Соскар руководил своим хозяйством, как научился у Севээн-Оруса. Даже маленькие дети заняты: девочки доят коз и овец, мальчики пасут отару. Взрослые строят, сеют, косят. В этом аале даже крик петуха слышится, куры кудахтают, свиньи возятся на лугу, белые утки, пестрые гуси появились на пруду. Свадьбы справляют всем алом, для молодых тут же дом строят или юрту ставят. Чаще юрту. Как без нее? Дом за скотом во время перекочевки за собой не потащишь.

Но за русскую невестку, Лизу, сильно переживали. Как она с нежным русским ребенком в юрте? Замерзнут ведь. Лиза только повторяла:

Ничего, ничего, не волнуйтесь. И в юрте проживем.

Соскар посмотрел-посмотрел — и поднял на ноги родственников. Стали строить дом для Лизы. Все лето слышался стук топоров, песни пилы. К зиме дом был готов. Особенный дом — не казанак, не четыре стены, этот дом сам Соскар рисовал с умницей Ончатпой. Губановы приезжали из Баян-Кола, советовали, как лучше. Даже кое-что из мебели привезли и семена овощей. Саша поставил четыре столба, чтобы лошадей подковывать.

Трудно было с другим. С каждым годом росли налоги, как и план сдачи продукции государству. Языки новых сумонных начальников Ногаан-оола и Хойтпак-оола замерзали при беседе с единоличниками. Вроде шибко и не зовут в коллективное хозяйство, но размер налога сам за себя говорит. Мало того — границы земли частников все теснее и теснее. Ни в каком законе не писано, а хорошей земли, чтобы сеять хлеб, косить, скот пасти, будто не осталось.
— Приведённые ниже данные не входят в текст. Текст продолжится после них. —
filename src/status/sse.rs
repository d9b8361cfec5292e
//! Server-sent events transport.
//!
//! [`SseDecoder`] turns a `text/event-stream` body into events, independent of
//! how the bytes are chunked. [`SseSource`] opens the job's event stream with
//! reqwest and yields the `data` of every `message` event.

use std::collections::VecDeque;

use async_trait::async_trait;
use futures::{Stream, StreamExt};

use super::source::{StatusEvents, StatusSource};
use crate::endpoints::Endpoints;
use crate::error::StreamError;
use crate::types::JobId;

/// Event type delivered to status observers
const MESSAGE_EVENT: &str = "message";

/// One dispatched server-sent event
#[derive(Clone, Debug, PartialEq, Eq)]
pub struct SseEvent {
    /// Event type (`message` unless the server set `event:`)
    pub event: String,
    /// Concatenated `data:` lines, joined with `\n`
    pub data: String,
    /// Last event ID seen on the stream
    pub id: Option<String>,
    /// Reconnection time requested by the server, in milliseconds
    pub retry: Option<u64>,
}

/// Incremental `text/event-stream` parser
///
/// Lines may end in `\n`, `\r\n` or `\r`, and chunk boundaries may fall
/// anywhere, including inside a line ending or a UTF-8 sequence. An event
/// that is not terminated by a blank line before the stream ends is never
/// dispatched.
#[derive(Debug, Default)]
pub struct SseDecoder {
    line: Vec<u8>,
    data: String,
    has_data: bool,
    event_type: String,
    last_id: Option<String>,
    retry: Option<u64>,
    pending_cr: bool,
    seen_first_line: bool,
}

impl SseDecoder {
    /// Create a decoder at the start of a stream
    pub fn new() -> Self {
        Self::default()
    }

    /// Feed the next chunk of the body and return every event it completes
    pub fn feed(&mut self, chunk: &[u8]) -> Vec<SseEvent> {
        let mut events = Vec::new();
        for &byte in chunk {
            if self.pending_cr {
                self.pending_cr = false;
                if byte == b'\n' {
                    continue;
                }
            }
            match byte {
                b'\n' => self.end_line(&mut events),
                b'\r' => {
                    self.end_line(&mut events);
                    self.pending_cr = true;
                }
                _ => self.line.push(byte),
            }
        }
        events
    }

    fn end_line(&mut self, events: &mut Vec<SseEvent>) {
        let raw = std::mem::take(&mut self.line);
        let mut line = String::from_utf8_lossy(&raw).into_owned();
        if !self.seen_first_line {
            self.seen_first_line = true;
            if let Some(stripped) = line.strip_prefix('\u{feff}') {
                line = stripped.to_string();
            }
        }

        if line.is_empty() {
            if let Some(event) = self.dispatch() {
                events.push(event);
            }
            return;
        }

        if line.starts_with(':') {
            return;
        }

        let (field, value) = match line.split_once(':') {
            Some((field, value)) => (field, value.strip_prefix(' ').unwrap_or(value)),
            None => (line.as_str(), ""),
        };

        match field {
            "event" => self.event_type = value.to_string(),
            "data" => {
                if self.has_data {
                    self.data.push('\n');
                }
                self.data.push_str(value);
                self.has_data = true;
            }
            "id" => {
                if !value.contains('\0') {
                    self.last_id = Some(value.to_string());
                }
            }
            "retry" => {
                if !value.is_empty() && value.bytes().all(|b| b.is_ascii_digit()) {
                    self.retry = value.parse().ok();
                }
            }
            other => tracing::trace!(field = %other, "ignoring unknown SSE field"),
        }
    }

    fn dispatch(&mut self) -> Option<SseEvent> {
        let event_type = std::mem::take(&mut self.event_type);
        if !self.has_data {
            return None;
        }
        self.has_data = false;
        Some(SseEvent {
            event: if event_type.is_empty() {
                MESSAGE_EVENT.to_string()
            } else {
                event_type
            },
            data: std::mem::take(&mut self.data),
            id: self.last_id.clone(),
            retry: self.retry,
        })
    }
}

/// Status transport over server-sent events
#[derive(Clone, Debug)]
pub struct SseSource {
    http: reqwest::Client,
    endpoints: Endpoints,
}

impl SseSource {
    /// Create an SSE transport sharing an existing HTTP client
    pub fn new(http: reqwest::Client, endpoints: Endpoints) -> Self {
        Self { http, endpoints }
    }
}

#[async_trait]
impl StatusSource for SseSource {
    async fn subscribe(&self, job_id: &JobId) -> Result<StatusEvents, StreamError> {
        let url = self.endpoints.status_stream_url(job_id);
        tracing::debug!(job_id = %job_id, url = %url, "opening status event stream");

        let response = self
            .http
            .get(&url)
            .header(reqwest::header::ACCEPT, "text/event-stream")
            .header(reqwest::header::CACHE_CONTROL, "no-cache")
            .send()
            .await
            .map_err(StreamError::Connect)?;

        if !response.status().is_success() {
            return Err(StreamError::from_status(response.status()));
        }

        let content_type = response
            .headers()
            .get(reqwest::header::CONTENT_TYPE)
            .and_then(|v| v.to_str().ok())
            .unwrap_or_default();
        if !content_type.starts_with("text/event-stream") {
            tracing::warn!(job_id = %job_id, content_type = %content_type, "status endpoint did not announce an event stream");
        }

        Ok(message_stream(Box::pin(response.bytes_stream())).boxed())
    }

    fn name(&self) -> &'static str {
        "sse"
    }
}

struct DecodeState<S> {
    body: S,
    decoder: SseDecoder,
    ready: VecDeque<String>,
    done: bool,
}

/// Decode a byte stream into `message` event payloads
///
/// A body error is yielded once and ends the stream.
pub(crate) fn message_stream<S, B>(body: S) -> impl Stream<Item = Result<String, StreamError>>
where
    S: Stream<Item = reqwest::Result<B>> + Unpin,
    B: AsRef<[u8]>,
{
    let state = DecodeState {
        body,
        decoder: SseDecoder::new(),
        ready: VecDeque::new(),
        done: false,
    };

    futures::stream::unfold(state, |mut st| async move {
        loop {
            if let Some(data) = st.ready.pop_front() {
                return Some((Ok(data), st));
            }
            if st.done {
                return None;
            }
            match st.body.next().await {
                Some(Ok(chunk)) => {
                    for event in st.decoder.feed(chunk.as_ref()) {
                        if event.event == MESSAGE_EVENT {
                            st.ready.push_back(event.data);
                        } else {
                            tracing::debug!(event = %event.event, "skipping non-message SSE event");
                        }
                    }
                }
                Some(Err(e)) => {
                    st.done = true;
                    return Some((Err(StreamError::Transport(e)), st));
                }
                None => st.done = true,
            }
        }
    })
}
Кто, не выдержав, вступал в тожземы, кто откочевывал дальше и дальше, до Монголии. А Ногаан-оол и Хойтпак-оол усталости и жалости не ведали. Так и скакали на личных лошадях по аалам, ничего не упуская из виду, так и не спали, не ели толком, араки в рот не брали. Так и не просили у своего начальства дополнительной платы. Их не просто уважали — боялись, не понимая.

 

Репрессии в школе

Однажды в Ийи-Тал приехал симпатичный паренек Сема Оюн. Учитель. В военной форме, талия перепоясана желтым ремнем. Лет ему, наверное, щестнадцать или семнадцать. Такое уж было время — зимой школьники учатся, летом сами учительствуют в пунктах ликвидации неграмотности и летних школах.

Араты вдохновились. Детей привозили на лошадях, пешком приводили. Причем среди недорослей были семилетки, а были и семнадцатилетние женихи-невесты. Понятное дело, эти долго не задерживались, и осталось учиться где-то двадцать ребятишек, из которых Анай-Кара привела четверых. Так в мае 1938 года в Ийи-Тальском сумоне Улуг-Хемского хошуна открылась летняя школа.
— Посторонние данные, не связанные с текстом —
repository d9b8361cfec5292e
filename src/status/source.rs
//! Status transport seam.

use async_trait::async_trait;
use futures::stream::BoxStream;

use crate::error::StreamError;
use crate::types::JobId;

/// Message payloads (or a subscription failure) delivered by a transport, in order
pub type StatusEvents = BoxStream<'static, Result<String, StreamError>>;

/// A way of subscribing to one job's status messages
///
/// Implementations only deliver raw payloads; parsing, terminal detection and
/// teardown are handled by the status driver. Dropping the returned stream
/// must release the underlying subscription.
#[async_trait]
pub trait StatusSource: Send + Sync {
    /// Open a subscription for `job_id`
    async fn subscribe(&self, job_id: &JobId) -> Result<StatusEvents, StreamError>;

    /// Name used in logs
    fn name(&self) -> &'static str;
}
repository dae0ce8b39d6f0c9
pub mod credentials;
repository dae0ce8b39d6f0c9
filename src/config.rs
use std::env;
use std::str::FromStr;

use crate::error::ConfigError;

pub const DEFAULT_COLLECTION: &str = "books";
pub const DEFAULT_PAGE_SIZE: u64 = 5;
pub const DEFAULT_PAGE_COUNT: u64 = 2;
/// Each page is its own step, so the plan grows linearly with this.
pub const MAX_PAGE_COUNT: u64 = 1000;
pub const DEFAULT_APP_NAME: &str = "bookstore-queries";

#[derive(Clone, Debug)]
pub struct Config {
    pub mongo_uri: String,
    pub db_name: String,
    pub collection: String,
    pub app_name: String,
    pub settings: Settings,
}

/// Knobs that shape the query plan itself. Kept apart from the connection
/// details so the plan can be built without a database.
#[derive(Clone, Debug, PartialEq, Eq)]
pub struct Settings {
    pub page_size: u64,
    pub page_count: u64,
}

impl Default for Settings {
    fn default() -> Self {
        Self {
            page_size: DEFAULT_PAGE_SIZE,
            page_count: DEFAULT_PAGE_COUNT,
        }
    }
}

impl Config {
    /// Loads `.env` (if present) and reads the process environment.
    /// `uri` and `db` come from the command line and take precedence.
    pub fn from_env(uri: Option<String>, db: Option<String>) -> Result<Self, ConfigError> {
        dotenvy::dotenv().ok();
        Self::from_lookup(uri, db, |key| env::var(key).ok())
    }

    pub fn from_lookup<F>(uri: Option<String>, db: Option<String>, lookup: F) -> Result<Self, ConfigError>
    where
        F: Fn(&str) -> Option<String>,
    {
        let mongo_uri = required(uri.or_else(|| lookup("MONGO_URI")), "MONGO_URI")?;
        let db_name = required(db.or_else(|| lookup("DB_NAME")), "DB_NAME")?;

        Ok(Config {
            mongo_uri,
            db_name,
            collection: non_blank(lookup("BOOKS_COLLECTION"))
                .unwrap_or_else(|| DEFAULT_COLLECTION.to_string()),
            app_name: non_blank(lookup("APP_NAME"))
                .unwrap_or_else(|| DEFAULT_APP_NAME.to_string()),
            settings: Settings::from_lookup(&lookup)?,
        })
    }
}

impl Settings {
    /// Paging knobs alone, for commands that never connect.
    pub fn from_env() -> Result<Self, ConfigError> {
        dotenvy::dotenv().ok();
        Self::from_lookup(&|key: &str| env::var(key).ok())
    }

    pub fn from_lookup<F>(lookup: &F) -> Result<Self, ConfigError>
    where
        F: Fn(&str) -> Option<String>,
    {
        let page_size = parsed(lookup("PAGE_SIZE"), "PAGE_SIZE")?.unwrap_or(DEFAULT_PAGE_SIZE);
        if page_size == 0 {
            return Err(ConfigError::Invalid {
                name: "PAGE_SIZE",
                value: "0".to_string(),
                reason: "page size must be at least 1".to_string(),
            });
        }

        let page_count = parsed(lookup("PAGE_COUNT"), "PAGE_COUNT")?.unwrap_or(DEFAULT_PAGE_COUNT);
        if page_count > MAX_PAGE_COUNT {
            return Err(ConfigError::Invalid {
                name: "PAGE_COUNT",
                value: page_count.to_string(),
                reason: format!("at most {} pages can be printed", MAX_PAGE_COUNT),
            });
        }

        Ok(Settings { page_size, page_count })
    }
}

fn non_blank(value: Option<String>) -> Option<String> {
    value
        .map(|v| v.trim().to_string())
        .filter(|v| !v.is_empty())
}

fn required(value: Option<String>, name: &'static str) -> Result<String, ConfigError> {
    non_blank(value).ok_or(ConfigError::Missing(name))
}

fn parsed<T>(value: Option<String>, name: &'static str) -> Result<Option<T>, ConfigError>
where
    T: FromStr,
    T::Err: std::fmt::Display,
{
    match non_blank(value) {
        None => Ok(None),
        Some(raw) => raw.parse::<T>().map(Some).map_err(|e| ConfigError::Invalid {
            name,
            reason: e.to_string(),
            value: raw,
        }),
    }
}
За один месяц дети выучились читать и писать. Учитель Сема отправил письмо в «Аревэ шыны», где перечислил лучших учеников. Настала осень. Председатель пионерского бюро сумона Чамзырын Монгуш объехал аалы, собрал детей, окончивших летнюю школу, для продолжения образования в начальной шагонарской. Анай-Кара спокойно отправила четверых ребятишек в хошунную школу.

В начальной школе Шагонара четыре класса. Те, кто ее окончил, считаются образованными людьми, их посылают в сумоны учительствовать. Араты при встрече с ними уважительно покачивают головами: мол, зачем столько наук?
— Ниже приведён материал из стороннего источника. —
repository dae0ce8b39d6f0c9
use serde_json::Value;
use std::fmt;
use std::path::{Path, PathBuf};
use std::str::FromStr;

use crate::error::ExportError;

#[derive(Clone, Copy, Debug, Default, PartialEq, Eq)]
pub enum ExportFormat {
    #[default]
    Json,
    Csv,
}

impl ExportFormat {
    pub fn extension(self) -> &'static str {
        match self {
            ExportFormat::Json => "json",
            ExportFormat::Csv => "csv",
        }
    }

    pub fn render(self, documents: &[Value]) -> Result<String, ExportError> {
        match self {
            ExportFormat::Json => to_json(documents, true),
            ExportFormat::Csv => to_csv(documents, None),
        }
    }
}

impl fmt::Display for ExportFormat {
    fn fmt(&self, f: &mut fmt::Formatter<'_>) -> fmt::Result {
        f.write_str(self.extension())
    }
}

impl FromStr for ExportFormat {
    type Err = String;

    fn from_str(s: &str) -> Result<Self, Self::Err> {
        match s.to_ascii_lowercase().as_str() {
            "json" => Ok(ExportFormat::Json),
            "csv" => Ok(ExportFormat::Csv),
            other => Err(format!("unknown export format '{}', expected json or csv", other)),
        }
    }
}

pub fn to_csv(documents: &[Value], headers: Option<Vec<String>>) -> Result<String, ExportError> {
    let Some(first) = documents.first() else {
        return Ok(String::new());
    };

    // Extract headers from first document if not provided
    let header_list = headers.unwrap_or_else(|| extract_keys(first));

    let mut csv = String::new();

    // Write headers
    csv.push_str(&header_list.join(","));
    csv.push('\n');

    // Write rows
    for doc in documents {
        let row: Vec<String> = header_list
            .iter()
            .map(|header| {
                let value = lookup_path(doc, header)
                    .map(format_value_for_csv)
                    .unwrap_or_default();
                escape_csv_field(&value)
            })
            .collect();
        csv.push_str(&row.join(","));
        csv.push('\n');
    }

    Ok(csv)
}

fn extract_keys(value: &Value) -> Vec<String> {
    match value {
        Value::Object(map) => {
            let mut keys = Vec::new();
            extract_keys_recursive(map, &mut keys, String::new());
            keys.sort();
            keys
        }
        _ => Vec::new(),
    }
}

fn extract_keys_recursive(map: &serde_json::Map<String, Value>, keys: &mut Vec<String>, prefix: String) {
    for (key, value) in map {
        let full_key = if prefix.is_empty() {
            key.clone()
        } else {
            format!("{}.{}", prefix, key)
        };

        match value {
            Value::Object(nested_map) if !is_extended_json_scalar(nested_map) => {
                extract_keys_recursive(nested_map, keys, full_key);
            }
            _ => {
                if !keys.contains(&full_key) {
                    keys.push(full_key);
                }
            }
        }
    }
}

/// `{"$oid": ...}`, `{"$date": ...}` and friends are one value, not a
/// nested record worth splitting into columns.
fn is_extended_json_scalar(map: &serde_json::Map<String, Value>) -> bool {
    map.len() == 1 && map.keys().all(|k| k.starts_with('$'))
}

fn lookup_path<'a>(value: &'a Value, path: &str) -> Option<&'a Value> {
    path.split('.')
        .try_fold(value, |current, segment| current.get(segment))
}

fn format_value_for_csv(value: &Value) -> String {
    match value {
        Value::Null => String::new(),
        Value::Bool(b) => b.to_string(),
        Value::Number(n) => n.to_string(),
        Value::String(s) => s.clone(),
        Value::Array(arr) => {
            let items: Vec<String> = arr.iter().map(format_value_for_csv).collect();
            format!("[{}]", items.join(";"))
        }
        Value::Object(_) => serde_json::to_string(value).unwrap_or_default(),
    }
}

fn escape_csv_field(field: &str) -> String {
    if field.contains(',') || field.contains('"') || field.contains('\n') {
        format!("\"{}\"", field.replace('"', "\"\""))
    } else {
        field.to_string()
    }
}

pub fn to_json(documents: &[Value], pretty: bool) -> Result<String, ExportError> {
    let rendered = if pretty {
        serde_json::to_string_pretty(documents)?
    } else {
        serde_json::to_string(documents)?
    };
    Ok(rendered)
}

/// Lower-case ASCII alphanumerics joined by single dashes:
/// `Books in genre "Fiction":` becomes `books-in-genre-fiction`.
pub fn slugify(label: &str) -> String {
    label
        .split(|c: char| !c.is_ascii_alphanumeric())
        .filter(|part| !part.is_empty())
        .map(|part| part.to_ascii_lowercase())
        .collect::<Vec<_>>()
        .join("-")
}

pub fn export_file_name(step_number: usize, label: &str, format: ExportFormat) -> String {
    format!("{:02}-{}.{}", step_number, slugify(label), format.extension())
}

pub async fn write_export(
    dir: &Path,
    step_number: usize,
    label: &str,
    documents: &[Value],
    format: ExportFormat,
) -> Result<PathBuf, ExportError> {
    let path = dir.join(export_file_name(step_number, label, format));
    let body = format.render(documents)?;

    tokio::fs::create_dir_all(dir)
        .await
        .map_err(|source| ExportError::Io { path: dir.display().to_string(), source })?;
    tokio::fs::write(&path, body)
        .await
        .map_err(|source| ExportError::Io { path: path.display().to_string(), source })?;

    Ok(path)
}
Изначально в одном здании помещались тувинская и русская школы. Для тувинской позже стали строить отдельный дом. Работами руководил Бора-Хопуй.

Детям нет никакой разницы. На переменах ученики тувинских и русских классов смешиваются, играя. В кутерьме школьного двора образуются водовороты танцев и энергичных драк. Девчонки разучивают новые песни:

Если за-автра война,

Если завтра в поход,

Если че-е-рная сила нагрянет…

Или:

Бы-ы-ли сборы недолги,

От Кубани до Волги

Мы коней поднимали в поход…

Все бы хорошо, но ранней осенью полыхнуло здание правления Улуг-Хемского хошуна. Здание пожарной охраны располагалось рядом, его только построили, но на самом деле там жили мальчики из старших классов начальной школы. Они вместе с остальным народом толпились возле пожарища, носили воду и песок… Но от правления осталось лишь большое пятно золы на земле.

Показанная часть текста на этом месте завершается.